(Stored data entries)
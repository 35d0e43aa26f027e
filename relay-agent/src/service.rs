//! Agent service core logic.
//!
//! Owns the persistent link, the control channel and its background
//! tasks, and a TCP listener that accepts one controller at a time.

use std::sync::Arc;

use tokio::net::TcpListener;
use tokio::sync::mpsc;
use tokio_util::sync::CancellationToken;
use tracing::{info, info_span, warn};

use relay_core::{
    ClipboardBackend, ControlChannel, DEFAULT_QUEUE_DEPTH, Link, RelayConfig, RelayError,
    TransferEvent, Transport,
};

// ── AgentService ─────────────────────────────────────────────────

/// The top-level agent service.
pub struct AgentService {
    config: RelayConfig,
    clipboard: Option<Arc<dyn ClipboardBackend>>,
    token: CancellationToken,
}

impl AgentService {
    /// Create a service using the platform clipboard.
    pub fn new(config: RelayConfig) -> Self {
        Self::with_clipboard(config, default_clipboard())
    }

    /// Create a service with an explicit clipboard backend (`None` disables sync).
    pub fn with_clipboard(config: RelayConfig, clipboard: Option<Arc<dyn ClipboardBackend>>) -> Self {
        Self {
            config,
            clipboard,
            token: CancellationToken::new(),
        }
    }

    /// A token that stops the service when cancelled.
    pub fn stop_handle(&self) -> CancellationToken {
        self.token.clone()
    }

    /// Signal the service to stop.
    pub fn stop(&self) {
        self.token.cancel();
    }

    /// Whether the service has been told to stop.
    pub fn is_stopped(&self) -> bool {
        self.token.is_cancelled()
    }

    /// Bind `network.address` and serve until stopped.
    pub async fn run(&self) -> Result<(), RelayError> {
        let listener = TcpListener::bind(&self.config.network.address).await?;
        info!("agent listening on {}", listener.local_addr()?);
        self.serve(listener).await
    }

    /// Serve controllers from an already bound listener until stopped.
    ///
    /// 1. Builds the link and the control channel.
    /// 2. Starts the channel loop, the idle sweeper and the clipboard monitor.
    /// 3. Accepts a controller, attaches it and waits for it to go away.
    /// 4. Tears everything down once the stop token fires.
    pub async fn serve(&self, listener: TcpListener) -> Result<(), RelayError> {
        let (link, inbound) = Link::new(self.config.network.max_frame_bytes, DEFAULT_QUEUE_DEPTH);
        let transport: Arc<dyn Transport> = Arc::new(link.transport());
        let (channel, receivers) =
            ControlChannel::from_config(&self.config, transport, self.clipboard.clone(), "agent");
        let channel = Arc::new(channel);

        let events = tokio::spawn(log_transfer_events(receivers.transfer_events));
        let sweeper = channel.transfers().spawn_idle_sweeper(self.token.child_token());
        let runner = tokio::spawn({
            let channel = Arc::clone(&channel);
            let token = self.token.child_token();
            async move {
                channel
                    .run(inbound, receivers.clipboard_changes, token)
                    .await
            }
        });

        if let Some(sync) = channel.clipboard() {
            match sync.monitor.start() {
                Ok(_) => info!("clipboard sync enabled"),
                Err(e) => warn!("clipboard monitor unavailable: {e}"),
            }
        }

        while !self.token.is_cancelled() {
            let accept = tokio::select! {
                _ = self.token.cancelled() => break,
                result = listener.accept() => result,
            };
            let (stream, peer) = match accept {
                Ok(pair) => pair,
                Err(e) => {
                    warn!("accept error: {e}");
                    continue;
                }
            };
            if let Err(e) = stream.set_nodelay(true) {
                warn!("set_nodelay failed for {peer}: {e}");
            }

            let span = info_span!("session", %peer);
            span.in_scope(|| info!("controller connected"));
            let handle = link.attach(stream);
            tokio::select! {
                _ = self.token.cancelled() => {}
                _ = handle.closed() => span.in_scope(|| info!("controller disconnected")),
            }
            handle.close().await;
        }

        if let Some(sync) = channel.clipboard() {
            sync.monitor.stop();
        }
        // the child tokens fire with the parent
        let _ = runner.await;
        let _ = sweeper.await;
        drop(channel);
        drop(link);
        let _ = events.await;

        info!("agent service stopped");
        Ok(())
    }
}

/// Log transfer progress until the engine goes away.
async fn log_transfer_events(mut events: mpsc::UnboundedReceiver<TransferEvent>) {
    while let Some(event) = events.recv().await {
        match event {
            TransferEvent::Started { id, filename, size } => {
                info!(%id, size, "receiving {filename}")
            }
            TransferEvent::Progress { id, percent, .. } => info!(%id, "received {percent}%"),
            TransferEvent::Completed { id, path, bytes } => {
                info!(%id, bytes, "saved {}", path.display())
            }
            TransferEvent::Failed { id, error } => warn!(%id, "transfer failed: {error}"),
            TransferEvent::Acknowledged { id } => info!(%id, "upload acknowledged"),
            TransferEvent::Sent { id, bytes, chunks } => info!(%id, bytes, chunks, "upload sent"),
        }
    }
}

#[cfg(feature = "system-clipboard")]
fn default_clipboard() -> Option<Arc<dyn ClipboardBackend>> {
    Some(Arc::new(relay_core::SystemClipboard::new()))
}

#[cfg(not(feature = "system-clipboard"))]
fn default_clipboard() -> Option<Arc<dyn ClipboardBackend>> {
    warn!("built without system-clipboard; clipboard sync is disabled");
    None
}

// ── Tests ────────────────────────────────────────────────────────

_Assignment_
The answer must be every line from the records above that contains the word "None", copied out.

_Task solution_
    /// Create a service with an explicit clipboard backend (`None` disables sync).
    None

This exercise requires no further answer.